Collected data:
-=-=-
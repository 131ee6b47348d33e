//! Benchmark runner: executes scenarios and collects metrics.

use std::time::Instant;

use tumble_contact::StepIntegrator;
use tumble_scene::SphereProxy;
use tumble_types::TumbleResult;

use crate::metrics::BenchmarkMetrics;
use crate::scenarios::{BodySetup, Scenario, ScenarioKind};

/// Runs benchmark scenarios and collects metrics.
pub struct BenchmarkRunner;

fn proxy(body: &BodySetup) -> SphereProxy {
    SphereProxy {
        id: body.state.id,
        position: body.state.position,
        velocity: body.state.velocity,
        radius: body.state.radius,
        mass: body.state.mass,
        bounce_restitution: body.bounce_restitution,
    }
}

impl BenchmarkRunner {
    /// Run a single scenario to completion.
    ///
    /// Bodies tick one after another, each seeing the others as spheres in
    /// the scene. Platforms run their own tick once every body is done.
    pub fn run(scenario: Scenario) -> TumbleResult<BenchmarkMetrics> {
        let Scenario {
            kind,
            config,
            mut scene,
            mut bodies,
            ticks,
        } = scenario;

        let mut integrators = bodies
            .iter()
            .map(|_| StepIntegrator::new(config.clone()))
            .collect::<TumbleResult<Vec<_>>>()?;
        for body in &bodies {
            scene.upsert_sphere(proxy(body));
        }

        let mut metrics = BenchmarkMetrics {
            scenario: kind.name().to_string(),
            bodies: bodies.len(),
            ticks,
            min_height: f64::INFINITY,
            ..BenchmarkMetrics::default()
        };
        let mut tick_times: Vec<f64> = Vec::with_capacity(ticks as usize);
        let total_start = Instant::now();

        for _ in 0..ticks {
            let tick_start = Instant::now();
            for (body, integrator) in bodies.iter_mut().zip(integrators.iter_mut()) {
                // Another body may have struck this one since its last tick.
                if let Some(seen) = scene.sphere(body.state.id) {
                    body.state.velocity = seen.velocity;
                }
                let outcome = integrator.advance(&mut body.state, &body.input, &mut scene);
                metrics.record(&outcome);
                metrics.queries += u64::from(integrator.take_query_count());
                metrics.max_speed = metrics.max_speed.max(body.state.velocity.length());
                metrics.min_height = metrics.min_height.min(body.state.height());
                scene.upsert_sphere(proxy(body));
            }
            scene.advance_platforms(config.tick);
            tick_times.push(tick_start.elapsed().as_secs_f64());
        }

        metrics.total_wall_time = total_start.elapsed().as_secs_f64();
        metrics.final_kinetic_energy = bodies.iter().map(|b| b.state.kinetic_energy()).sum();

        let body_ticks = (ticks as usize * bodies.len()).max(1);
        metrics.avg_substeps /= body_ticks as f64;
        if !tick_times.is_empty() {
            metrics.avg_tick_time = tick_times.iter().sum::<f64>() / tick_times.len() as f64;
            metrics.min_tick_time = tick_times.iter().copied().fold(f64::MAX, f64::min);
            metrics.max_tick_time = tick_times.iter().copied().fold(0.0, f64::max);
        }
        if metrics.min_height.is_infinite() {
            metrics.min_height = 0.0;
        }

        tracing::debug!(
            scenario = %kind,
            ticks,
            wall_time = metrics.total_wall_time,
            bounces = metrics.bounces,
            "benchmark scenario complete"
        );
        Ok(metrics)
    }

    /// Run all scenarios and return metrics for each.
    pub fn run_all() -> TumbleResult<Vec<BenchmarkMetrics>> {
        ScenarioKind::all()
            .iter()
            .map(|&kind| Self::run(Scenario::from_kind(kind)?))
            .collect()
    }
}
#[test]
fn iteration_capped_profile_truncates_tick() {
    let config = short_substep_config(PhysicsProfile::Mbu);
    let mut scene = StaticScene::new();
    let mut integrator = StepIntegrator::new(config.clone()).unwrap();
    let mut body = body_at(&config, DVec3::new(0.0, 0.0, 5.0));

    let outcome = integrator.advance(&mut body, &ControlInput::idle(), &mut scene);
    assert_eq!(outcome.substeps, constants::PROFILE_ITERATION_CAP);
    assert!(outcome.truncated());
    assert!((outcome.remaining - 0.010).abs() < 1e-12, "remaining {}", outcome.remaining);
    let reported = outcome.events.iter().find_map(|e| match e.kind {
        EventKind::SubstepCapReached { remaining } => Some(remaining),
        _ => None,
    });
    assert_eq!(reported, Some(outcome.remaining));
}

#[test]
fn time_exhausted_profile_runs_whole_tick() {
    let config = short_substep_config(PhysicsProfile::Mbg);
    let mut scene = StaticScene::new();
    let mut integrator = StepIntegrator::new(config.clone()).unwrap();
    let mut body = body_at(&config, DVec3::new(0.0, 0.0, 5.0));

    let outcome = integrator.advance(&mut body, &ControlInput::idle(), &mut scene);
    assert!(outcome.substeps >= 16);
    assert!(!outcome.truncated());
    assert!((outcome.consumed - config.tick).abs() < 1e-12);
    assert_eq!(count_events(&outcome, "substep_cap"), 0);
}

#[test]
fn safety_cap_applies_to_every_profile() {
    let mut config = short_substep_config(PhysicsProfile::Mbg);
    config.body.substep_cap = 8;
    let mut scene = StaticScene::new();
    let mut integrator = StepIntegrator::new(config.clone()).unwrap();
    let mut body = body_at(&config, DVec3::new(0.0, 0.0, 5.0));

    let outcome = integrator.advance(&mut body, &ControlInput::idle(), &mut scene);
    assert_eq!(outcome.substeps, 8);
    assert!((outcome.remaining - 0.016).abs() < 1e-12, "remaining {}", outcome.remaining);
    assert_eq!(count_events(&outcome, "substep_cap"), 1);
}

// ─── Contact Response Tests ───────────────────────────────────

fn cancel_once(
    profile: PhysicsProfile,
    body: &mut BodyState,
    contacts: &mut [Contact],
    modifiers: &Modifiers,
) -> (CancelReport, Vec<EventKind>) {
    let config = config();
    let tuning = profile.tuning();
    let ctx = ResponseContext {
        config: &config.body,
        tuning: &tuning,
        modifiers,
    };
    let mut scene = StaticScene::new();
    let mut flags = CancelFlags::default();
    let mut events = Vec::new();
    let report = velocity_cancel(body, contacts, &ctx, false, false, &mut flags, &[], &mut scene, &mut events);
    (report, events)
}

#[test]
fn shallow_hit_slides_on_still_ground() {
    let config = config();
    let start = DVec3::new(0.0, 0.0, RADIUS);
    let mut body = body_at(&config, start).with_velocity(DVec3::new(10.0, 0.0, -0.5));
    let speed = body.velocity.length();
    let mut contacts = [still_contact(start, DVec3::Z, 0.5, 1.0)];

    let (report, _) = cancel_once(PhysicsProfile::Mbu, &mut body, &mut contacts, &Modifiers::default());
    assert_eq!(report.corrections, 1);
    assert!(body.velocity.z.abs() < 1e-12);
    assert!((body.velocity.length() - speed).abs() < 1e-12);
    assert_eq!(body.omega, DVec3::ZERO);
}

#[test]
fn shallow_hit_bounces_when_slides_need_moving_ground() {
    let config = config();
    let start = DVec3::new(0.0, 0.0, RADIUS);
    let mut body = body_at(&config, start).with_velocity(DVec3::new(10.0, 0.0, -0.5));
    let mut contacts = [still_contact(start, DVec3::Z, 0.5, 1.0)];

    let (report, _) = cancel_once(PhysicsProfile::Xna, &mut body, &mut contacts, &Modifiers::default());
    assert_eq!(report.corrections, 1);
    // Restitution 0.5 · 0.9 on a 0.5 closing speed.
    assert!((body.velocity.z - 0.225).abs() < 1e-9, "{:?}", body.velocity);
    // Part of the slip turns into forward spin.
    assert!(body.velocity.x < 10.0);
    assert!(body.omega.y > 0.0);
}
-=-=-
Your assignment: Your task is to copy every line of the entries that contains the string "omega".

Solved exercise:
    assert_eq!(body.omega, DVec3::ZERO);
    assert!(body.omega.y > 0.0);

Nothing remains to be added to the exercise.